Bharath recollected his discussion with an EV expert Dr Mhaskar [6]. He emphasized the need to consider power delivery path for components which use other than the electrical system (breaks, suspension control, steering, cooling), the electrical power demand of various sub-systems (e.g. infotainment systems, power windows, air-conditioning), the drive cycle-based torque / power requirements for all operating modes and the overall energy supply and management needs (including charging and regeneration capability utilization). We also need to consider technical specifications for products (e.g. opportunity of charging, quick charging, gradient, standards, drive cycle efficiency), the interaction with the external world (e.g. communication, bi-directional power transfer), adoption of different energy sources (e.g. fuel cell, battery & its combination) and the overall weight and volume of various components (battery, traction, air compressor). The cost, reliability and other key parameters related to technology maturity (e.g. use of silicon carbide-based system for inverters), the safety related parameters (e.g. use dual energy sources while powering auxiliary systems such as battery management system, traction control system & vehicle safety system), communication system layer (e.g.
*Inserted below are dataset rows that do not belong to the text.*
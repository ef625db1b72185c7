//! Route store: saved pairs and the active selection.

use serde_json::Value;

use crate::domain::{ActiveRoute, DomainError, RoutePair, Selection, Stop};

use super::error::StoreError;
use super::state::StateStore;

/// Key holding the ordered list of saved pairs.
pub const PAIRS_KEY: &str = "stopsArray";

/// Key holding the active selection in its stored string form.
pub const ACTIVE_KEY: &str = "activePairId";

/// Durable storage and selection of route pairs.
///
/// Reads go straight to the underlying [`StateStore`] and every mutation is
/// written through before returning, so the state store stays the single
/// source of truth.
#[derive(Debug)]
pub struct RouteStore<S> {
    state: S,
}

impl<S: StateStore> RouteStore<S> {
    pub fn new(state: S) -> Self {
        Self { state }
    }

    /// Save a new pair and return it.
    ///
    /// If nothing is selected yet, the new pair becomes active in the forward
    /// direction. A missing or malformed stop is logged and ignored; nothing
    /// is written and `Ok(None)` is returned.
    pub fn add_pair(
        &mut self,
        from: Option<Stop>,
        to: Option<Stop>,
    ) -> Result<Option<RoutePair>, StoreError> {
        let (from, to) = match validate_stops(from, to) {
            Ok(stops) => stops,
            Err(e) => {
                tracing::warn!(error = %e, "ignoring route with missing stop data");
                return Ok(None);
            }
        };

        let pair = RoutePair::new(from, to);
        let mut pairs = self.list_pairs();
        pairs.push(pair.clone());
        self.state.set(PAIRS_KEY, serde_json::to_value(&pairs)?)?;

        tracing::info!(pair = %pair.id(), label = %pair.label(false), "route added");

        if self.active_selection().is_none() {
            self.set_active(&Selection::forward(pair.id().clone()))?;
            tracing::info!(pair = %pair.id(), "no active route, using new route");
        }

        Ok(Some(pair))
    }

    /// All saved pairs, in the order they were added.
    pub fn list_pairs(&self) -> Vec<RoutePair> {
        match self.state.get(PAIRS_KEY) {
            None | Some(Value::Null) => Vec::new(),
            Some(value) => serde_json::from_value(value).unwrap_or_else(|e| {
                tracing::warn!(error = %e, key = PAIRS_KEY, "stored routes are unreadable, treating as empty");
                Vec::new()
            }),
        }
    }

    /// Whether no pairs are saved.
    pub fn is_empty(&self) -> bool {
        self.list_pairs().is_empty()
    }

    /// The stored selection, whether or not it still names a saved pair.
    pub fn active_selection(&self) -> Option<Selection> {
        match self.state.get(ACTIVE_KEY)? {
            Value::String(s) => Selection::parse(&s)
                .inspect_err(|e| tracing::warn!(error = %e, "ignoring stored selection"))
                .ok(),
            Value::Null => None,
            other => {
                tracing::warn!(value = %other, "stored selection is not a string");
                None
            }
        }
    }

    /// Overwrite the active selection.
    ///
    /// The selection is not checked against the saved pairs; a dangling
    /// selection simply resolves to nothing.
    pub fn set_active(&mut self, selection: &Selection) -> Result<(), StoreError> {
        self.state
            .set(ACTIVE_KEY, Value::String(selection.to_string()))?;
        tracing::info!(selection = %selection, "active route selected");
        Ok(())
    }

    /// Remove every pair and the selection in a single write.
    pub fn clear_all(&mut self) -> Result<(), StoreError> {
        self.state.delete(&[PAIRS_KEY, ACTIVE_KEY])?;
        tracing::info!("all routes cleared");
        Ok(())
    }

    /// Resolve the selection to a saved pair and direction.
    ///
    /// Returns `None` if nothing is selected or the selection names a pair
    /// that is not saved.
    pub fn resolve_active(&self) -> Option<ActiveRoute> {
        let selection = self.active_selection()?;
        let pair = self
            .list_pairs()
            .into_iter()
            .find(|p| p.id() == selection.pair_id())?;

        Some(ActiveRoute {
            pair,
            reversed: selection.is_reversed(),
        })
    }

    /// Access the underlying state store.
    pub fn state(&self) -> &S {
        &self.state
    }
}

fn validate_stops(from: Option<Stop>, to: Option<Stop>) -> Result<(Stop, Stop), DomainError> {
    let from = from.ok_or(DomainError::MissingStop("from"))?;
    let to = to.ok_or(DomainError::MissingStop("to"))?;
    from.validate()?;
    to.validate()?;
    Ok((from, to))
}
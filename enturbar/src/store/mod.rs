//! Persisted route state.
//!
//! A small key/value [`StateStore`] underneath a typed [`RouteStore`] that
//! keeps the saved pairs and the active selection.

mod error;
mod routes;
mod state;

pub use error::StoreError;
pub use routes::{ACTIVE_KEY, PAIRS_KEY, RouteStore};
pub use state::{JsonFileStore, MemoryStore, StateStore};
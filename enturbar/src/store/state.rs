//! Key/value state persistence.
//!
//! The route store only needs `get`/`set`/`delete` over a handful of named
//! keys. [`JsonFileStore`] keeps them in a single JSON object on disk, the
//! same layout the desktop app's settings file used; [`MemoryStore`] is the
//! in-process equivalent for tests.

use std::collections::HashMap;
use std::path::PathBuf;

use serde_json::{Map, Value};

use super::error::StoreError;

/// Named-key state storage.
///
/// Every mutating call is durable before it returns.
pub trait StateStore {
    /// Read a key, if present.
    fn get(&self, key: &str) -> Option<Value>;

    /// Write a key.
    fn set(&mut self, key: &str, value: Value) -> Result<(), StoreError>;

    /// Remove keys. All of them are removed in one write, or none are.
    fn delete(&mut self, keys: &[&str]) -> Result<(), StoreError>;
}

/// In-memory state store.
#[derive(Debug, Clone, Default)]
pub struct MemoryStore {
    values: HashMap<String, Value>,
    writes: usize,
}

impl MemoryStore {
    pub fn new() -> Self {
        Self::default()
    }

    /// Number of mutating calls applied so far.
    pub fn write_count(&self) -> usize {
        self.writes
    }
}

impl StateStore for MemoryStore {
    fn get(&self, key: &str) -> Option<Value> {
        self.values.get(key).cloned()
    }

    fn set(&mut self, key: &str, value: Value) -> Result<(), StoreError> {
        self.values.insert(key.to_string(), value);
        self.writes += 1;
        Ok(())
    }

    fn delete(&mut self, keys: &[&str]) -> Result<(), StoreError> {
        for key in keys {
            self.values.remove(*key);
        }
        self.writes += 1;
        Ok(())
    }
}

/// State store backed by a JSON object file.
///
/// The whole object is rewritten on every mutation. Writes go to a sibling
/// temporary file which is then renamed over the original, so a crash never
/// leaves a half-written file behind.
#[derive(Debug)]
pub struct JsonFileStore {
    path: PathBuf,
    values: Map<String, Value>,
}

impl JsonFileStore {
    /// Open the store at `path`, starting empty if the file does not exist.
    pub fn open(path: impl Into<PathBuf>) -> Result<Self, StoreError> {
        let path = path.into();

        let values = match std::fs::read_to_string(&path) {
            Ok(contents) if contents.trim().is_empty() => Map::new(),
            Ok(contents) => match serde_json::from_str::<Value>(&contents)? {
                Value::Object(map) => map,
                _ => return Err(StoreError::NotAnObject { path }),
            },
            Err(e) if e.kind() == std::io::ErrorKind::NotFound => Map::new(),
            Err(source) => return Err(StoreError::Read { path, source }),
        };

        tracing::debug!(path = %path.display(), keys = values.len(), "opened state file");

        Ok(Self { path, values })
    }

    fn persist(&self) -> Result<(), StoreError> {
        let write_err = |source| StoreError::Write {
            path: self.path.clone(),
            source,
        };

        if let Some(parent) = self.path.parent()
            && !parent.as_os_str().is_empty()
            && !parent.exists()
        {
            std::fs::create_dir_all(parent).map_err(write_err)?;
        }

        let json = serde_json::to_string_pretty(&self.values)?;

        let mut tmp = self.path.clone().into_os_string();
        tmp.push(".tmp");
        let tmp = PathBuf::from(tmp);

        std::fs::write(&tmp, json).map_err(write_err)?;
        std::fs::rename(&tmp, &self.path).map_err(write_err)?;

        Ok(())
    }
}

impl StateStore for JsonFileStore {
    fn get(&self, key: &str) -> Option<Value> {
        self.values.get(key).cloned()
    }

    fn set(&mut self, key: &str, value: Value) -> Result<(), StoreError> {
        let previous = self.values.insert(key.to_string(), value);
        if let Err(e) = self.persist() {
            // Keep memory in line with what is on disk
            match previous {
                Some(v) => self.values.insert(key.to_string(), v),
                None => self.values.remove(key),
            };
            return Err(e);
        }
        Ok(())
    }

    fn delete(&mut self, keys: &[&str]) -> Result<(), StoreError> {
        let snapshot = self.values.clone();
        for key in keys {
            self.values.remove(*key);
        }
        if let Err(e) = self.persist() {
            self.values = snapshot;
            return Err(e);
        }
        Ok(())
    }
}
CAN for inter ECU communication, gateways for communications with the external world (charging infrastructure)) and the wiring harness and its placement (e.g. HV and LV system and its routing) are also important considerations for the electrical architect [6].

EVs need at least three types of energy conversion units: DC/DC converter, typically from high voltage to 12 V to power the low-voltage electronics. DC/AC traction inverter to drive the electric motors, typically three-phase, which supply the power to the wheels. AC/DC converters for recharging vehicle batteries both during braking energy recovery and from standard residential or high-power charging stations (for fast charging). The use of silicon carbide (SiC) for power electronics in EVs helps to increase the efficiency and range of such vehicles, while reducing the weight and cost of the entire vehicle and thus increasing the power density of control electronics [7].
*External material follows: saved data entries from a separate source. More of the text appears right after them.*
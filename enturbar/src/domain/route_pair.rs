//! Saved origin/destination pairs.

use std::fmt;

use serde::{Deserialize, Serialize};

use super::stop::Stop;

/// Identifier of a route pair: `<from.id>-<to.id>`.
///
/// Always derived from the two stop ids, never chosen by the user.
#[derive(Clone, PartialEq, Eq, Hash, Serialize, Deserialize)]
#[serde(transparent)]
pub struct PairId(String);

impl PairId {
    /// Derive the id for a pair of stops.
    pub fn for_stops(from: &Stop, to: &Stop) -> Self {
        Self(format!("{}-{}", from.id, to.id))
    }

    /// Wrap an id read back from a selection.
    pub(crate) fn from_raw(raw: impl Into<String>) -> Self {
        Self(raw.into())
    }

    /// Returns the id as a string slice.
    pub fn as_str(&self) -> &str {
        &self.0
    }
}

impl fmt::Debug for PairId {
    fn fmt(&self, f: &mut fmt::Formatter<'_>) -> fmt::Result {
        write!(f, "PairId({})", self.0)
    }
}

impl fmt::Display for PairId {
    fn fmt(&self, f: &mut fmt::Formatter<'_>) -> fmt::Result {
        f.write_str(&self.0)
    }
}

/// One directional route as entered by the user.
///
/// The id is recomputed whenever a pair is built or read back, so it can
/// never drift from the `from`/`to` stops.
#[derive(Debug, Clone, PartialEq, Serialize, Deserialize)]
#[serde(from = "StoredRoutePair")]
pub struct RoutePair {
    id: PairId,
    from: Stop,
    to: Stop,
}

/// Shape of a pair in the persisted store.
#[derive(Deserialize)]
struct StoredRoutePair {
    id: Option<String>,
    from: Stop,
    to: Stop,
}

impl From<StoredRoutePair> for RoutePair {
    fn from(stored: StoredRoutePair) -> Self {
        let pair = RoutePair::new(stored.from, stored.to);
        if let Some(id) = stored.id
            && id != pair.id.as_str()
        {
            tracing::warn!(stored = %id, derived = %pair.id, "stored pair id disagrees with its stops");
        }
        pair
    }
}

impl RoutePair {
    /// Build a pair, deriving its id from the stops.
    pub fn new(from: Stop, to: Stop) -> Self {
        Self {
            id: PairId::for_stops(&from, &to),
            from,
            to,
        }
    }

    pub fn id(&self) -> &PairId {
        &self.id
    }

    pub fn from_stop(&self) -> &Stop {
        &self.from
    }

    pub fn to_stop(&self) -> &Stop {
        &self.to
    }

    /// Human-readable label, e.g. `Oslo S → Lillestrøm`.
    pub fn label(&self, reversed: bool) -> String {
        if reversed {
            format!("{} → {}", self.to.name, self.from.name)
        } else {
            format!("{} → {}", self.from.name, self.to.name)
        }
    }
}

/// The resolved active route and the direction it is travelled in.
#[derive(Debug, Clone, PartialEq)]
pub struct ActiveRoute {
    pub pair: RoutePair,
    pub reversed: bool,
}

impl ActiveRoute {
    /// Stop the trip starts from, honouring the direction.
    pub fn origin(&self) -> &Stop {
        if self.reversed {
            self.pair.to_stop()
        } else {
            self.pair.from_stop()
        }
    }

    /// Stop the trip ends at, honouring the direction.
    pub fn destination(&self) -> &Stop {
        if self.reversed {
            self.pair.from_stop()
        } else {
            self.pair.to_stop()
        }
    }
}

#[cfg(test)]
mod tests {
    use super::*;

    fn stop(id: &str, name: &str) -> Stop {
        Stop::new(id, name, 59.9, 10.7)
    }

    #[test]
    fn id_is_derived_from_stops() {
        let pair = RoutePair::new(
            stop("NSR:StopPlace:337", "Oslo S"),
            stop("NSR:StopPlace:451", "Lillestrøm"),
        );
        assert_eq!(pair.id().as_str(), "NSR:StopPlace:337-NSR:StopPlace:451");
    }

    #[test]
    fn labels_follow_direction() {
        let pair = RoutePair::new(stop("A", "Oslo S"), stop("B", "Lillestrøm"));
        assert_eq!(pair.label(false), "Oslo S → Lillestrøm");
        assert_eq!(pair.label(true), "Lillestrøm → Oslo S");
    }

    #[test]
    fn active_route_swaps_when_reversed() {
        let pair = RoutePair::new(stop("A", "Oslo S"), stop("B", "Lillestrøm"));
        let forward = ActiveRoute {
            pair: pair.clone(),
            reversed: false,
        };
        assert_eq!(forward.origin().id, "A");
        assert_eq!(forward.destination().id, "B");

        let reverse = ActiveRoute {
            pair,
            reversed: true,
        };
        assert_eq!(reverse.origin().id, "B");
        assert_eq!(reverse.destination().id, "A");
    }

    #[test]
    fn serializes_in_stored_shape() {
        let pair = RoutePair::new(stop("A", "Oslo S"), stop("B", "Lillestrøm"));
        let json = serde_json::to_value(&pair).unwrap();
        assert_eq!(json["id"], "A-B");
        assert_eq!(json["from"]["name"], "Oslo S");
        assert_eq!(json["to"]["id"], "B");
    }

    #[test]
    fn stale_stored_id_is_rederived() {
        let json = r#"{
            "id": "something-else",
            "from": {"id": "A", "name": "Oslo S", "lat": 59.9, "lon": 10.7},
            "to": {"id": "B", "name": "Lillestrøm", "lat": 59.9, "lon": 11.0}
        }"#;
        let pair: RoutePair = serde_json::from_str(json).unwrap();
        assert_eq!(pair.id().as_str(), "A-B");
    }
}
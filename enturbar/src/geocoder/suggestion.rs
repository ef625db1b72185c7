//! Stop suggestions shown while the user types.

use serde::Serialize;

use crate::domain::Stop;

use super::types::{Feature, FeatureCollection};

/// At most this many suggestions are requested and shown.
pub const MAX_SUGGESTIONS: usize = 5;

/// Modes served at a suggested stop, from its geocoder categories.
#[derive(Debug, Clone, Copy, PartialEq, Eq, Serialize)]
#[serde(rename_all = "camelCase")]
pub enum ModeGlyph {
    Train,
    Bus,
    TrainAndBus,
    Other,
}

impl ModeGlyph {
    /// Classify a category list.
    pub fn from_categories<'a>(categories: impl IntoIterator<Item = &'a str>) -> Self {
        let (mut train, mut bus) = (false, false);
        for category in categories {
            match category {
                "railStation" => train = true,
                "onstreetBus" => bus = true,
                _ => {}
            }
        }
        match (train, bus) {
            (true, true) => ModeGlyph::TrainAndBus,
            (true, false) => ModeGlyph::Train,
            (false, true) => ModeGlyph::Bus,
            (false, false) => ModeGlyph::Other,
        }
    }

    pub fn glyph(&self) -> &'static str {
        match self {
            ModeGlyph::Train => "🚆",
            ModeGlyph::Bus => "🚌",
            ModeGlyph::TrainAndBus => "🚆🚌",
            ModeGlyph::Other => "",
        }
    }
}

/// A selectable stop candidate.
#[derive(Debug, Clone, PartialEq, Serialize)]
pub struct StopSuggestion {
    pub id: String,
    pub name: String,
    pub locality: Option<String>,
    pub lat: f64,
    pub lon: f64,
    pub modes: ModeGlyph,
}

impl StopSuggestion {
    /// Text for the suggestion list, e.g. `🚆 Oslo S (Oslo)`.
    pub fn label(&self) -> String {
        let mut label = String::new();
        if self.modes != ModeGlyph::Other {
            label.push_str(self.modes.glyph());
            label.push(' ');
        }
        label.push_str(&self.name);
        if let Some(locality) = self.locality.as_deref().filter(|l| !l.is_empty()) {
            label.push_str(&format!(" ({locality})"));
        }
        label
    }

    /// The stop recorded when this suggestion is picked.
    pub fn to_stop(&self) -> Stop {
        Stop::new(&self.id, &self.name, self.lat, self.lon)
    }

    fn from_feature(feature: &Feature) -> Option<Self> {
        let props = &feature.properties;
        let coordinates = feature.geometry.as_ref()?.coordinates.as_deref()?;
        let [lon, lat]: [f64; 2] = coordinates.get(..2)?.try_into().ok()?;

        Some(Self {
            id: props.id.clone().filter(|id| !id.is_empty())?,
            name: props.name.clone().filter(|name| !name.is_empty())?,
            locality: props.locality.clone(),
            lat,
            lon,
            modes: ModeGlyph::from_categories(
                props.category.iter().flatten().map(String::as_str),
            ),
        })
    }
}

/// Map a response to at most [`MAX_SUGGESTIONS`] suggestions.
///
/// Features missing an id, name or coordinates are skipped.
pub fn suggestions_from(collection: &FeatureCollection) -> Vec<StopSuggestion> {
    collection
        .features
        .iter()
        .flatten()
        .filter_map(StopSuggestion::from_feature)
        .take(MAX_SUGGESTIONS)
        .collect()
}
Bharath concluded that the electrical architecture of an electric and connected vehicle needs to be reliable, efficient, fault tolerant, safety- as well as EMI/EMC compliant and it should allow the user to realize all operating modes of EVs. It has to handle the complexity of technology and vehicle features for electrification, ADAS, connected systems and for a number of ECUs, which are interconnected by various vehicle network topologies with a distributed functionality. The electrical architecture is typically designed considering control features such as traction control, body and chassis control, on board charger control, battery management system (BMS) control, auxiliary power system control, communication Interface control, controls required for standard and safety compliance etc [6].

E/E Architecture - Evolution and Future Trends

Bharath encouraged his team to study the evolution of the vehicle architecture over the years [8]. The integration of electrical and mechanical systems occurred in the late 1950s with the advent of basic cruise control. In the ’60s, there were audio and lighting enhancements; in the ’70s, new emissions controls spurred advances in E/E architecture; and by the ’90s, managing the complexity of the electrical/electronic architecture was becoming an issue for OEMs. In the early 2000s, data and communication protocols drove new product requirements, and in the past decade, OEMs have focused on features and regulations governing occupant safety, driver distraction and fuel economy, which have led to adoption of high-voltage powertrains and systems.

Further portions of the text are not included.